Lembrei-me da última conversa telefónica que mantive com Javier e acabei a enumerar tantas coisas que lhe podia ter dito. Várias vezes estive prestes a abandonar algo que me era favorável. Seguir uma pequena liberdade interior que me parecia encher o peito e confiscar toda a representação aparente de vida, e isto só com a minha voz. Apoderava-se do meu ânimo uma estranha sensação de expectativa, ainda que o meu comportamento, cada vez mais titubeante, actuasse naquele mesmo rumo coerente com a semana, o mês, o ano passado. Ampliava certos bancos nebulosos e sopesava se a melhor saída não seria contar comigo mesmo, sozinho. Obscurecia de propósito uma frase, um momento, e pensava na possibilidade de uma ilha que me fizesse distante e impossível de atingir. Não é necessário muito para viver com dignidade. Tentava avaliar a minha dose real de pessimismo e nunca chegava a grandes conclusões. Procurava sobretudo não a alimentar. Afastar momentos de fantasia que me lançavam pontes para onde, convinha, me acabaria por encontrar isolado. Encarregar-me da minha vida tinha um significado de prudência, certa frieza de testa para em cada momento posicionar-me onde nunca me daria vergonha estar e poder dizê-lo sem fazer perigar o agradável retorno a casa.

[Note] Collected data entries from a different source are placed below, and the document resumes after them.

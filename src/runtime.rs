// Bring-up and field check for the base.
//
// Opens the hub, configures the wheel servos, waits for the gyro to
// settle, then drives a short out-and-back pattern to verify both
// closed-loop primitives against a live setup before anything heavier
// runs on top of them.

use std::time::Duration;

use tracing::info;

use crate::BoxError;
use crate::config::Tuning;
use crate::control::{Base, stop};
use crate::hub::{HubDriver, degrees_for_distance};

// A stuck stop condition should end a check leg, not strand the base.
const MANEUVER_TIMEOUT: Duration = Duration::from_secs(10);

const CHECK_SPEED: i16 = 400;
const CHECK_LEG_CM: f32 = 30.0;
const PIVOT_SPEED: i16 = 200;

pub async fn run(port: &str, tuning: Tuning) -> Result<(), BoxError> {
    let driver = HubDriver::open(port)?;
    driver.initialize()?;

    info!("Waiting for the gyro to settle...");
    driver.settle_gyro().await?;

    let gains = tuning.gains();
    let mut base = Base::new(driver.heading_sensor(), driver.drive_pair())
        .with_maneuver_timeout(MANEUVER_TIMEOUT);

    info!("Field check: outbound leg, {} cm at heading 0", CHECK_LEG_CM);
    let leg = stop::for_distance(driver.wheel_encoder(), degrees_for_distance(CHECK_LEG_CM))?;
    base.drive_holding_heading(gains, CHECK_SPEED, 0.0, None, leg)
        .await?;

    info!("Field check: pivot to 90");
    base.pivot_to_heading(PIVOT_SPEED, -PIVOT_SPEED, 90.0, true)
        .await?;

    info!("Field check: pivot back to 0");
    base.pivot_to_heading(-PIVOT_SPEED, PIVOT_SPEED, 0.0, true)
        .await?;

    info!("Field check: return leg, {} cm in reverse", CHECK_LEG_CM);
    let leg = stop::for_distance(driver.wheel_encoder(), degrees_for_distance(CHECK_LEG_CM))?;
    base.drive_holding_heading(gains.reversed(), -CHECK_SPEED, 0.0, None, leg)
        .await?;

    driver.release()?;
    info!("Field check complete");
    Ok(())
}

Voltei aos segundos em que o rapaz enxugava as costas da rapariga. A rapariga aproximando a boca do ombro. O rapaz seduzido pelo movimento. Sabia o que era o amor, depois de tudo. Subi as escadas alcatifadas e notei como os degraus já estavam secos. Despi-me. Maldisse a minha falta de habilidade porque a minha mulher entretanto acordara com o barulho da fechadura. Perguntou-me as horas e respondi-lhe: muito cedo para o que quer que seja; deitei-me de novo, embalando-nos com o movimento cadenciado do meu corpo, provavelmente muito semelhante às repetições compulsivas de quem procura afastar uma ansiedade difusa, não consegui voltar a adormecer mas a minha mulher já não me respondeu quando lhe apertei a mão.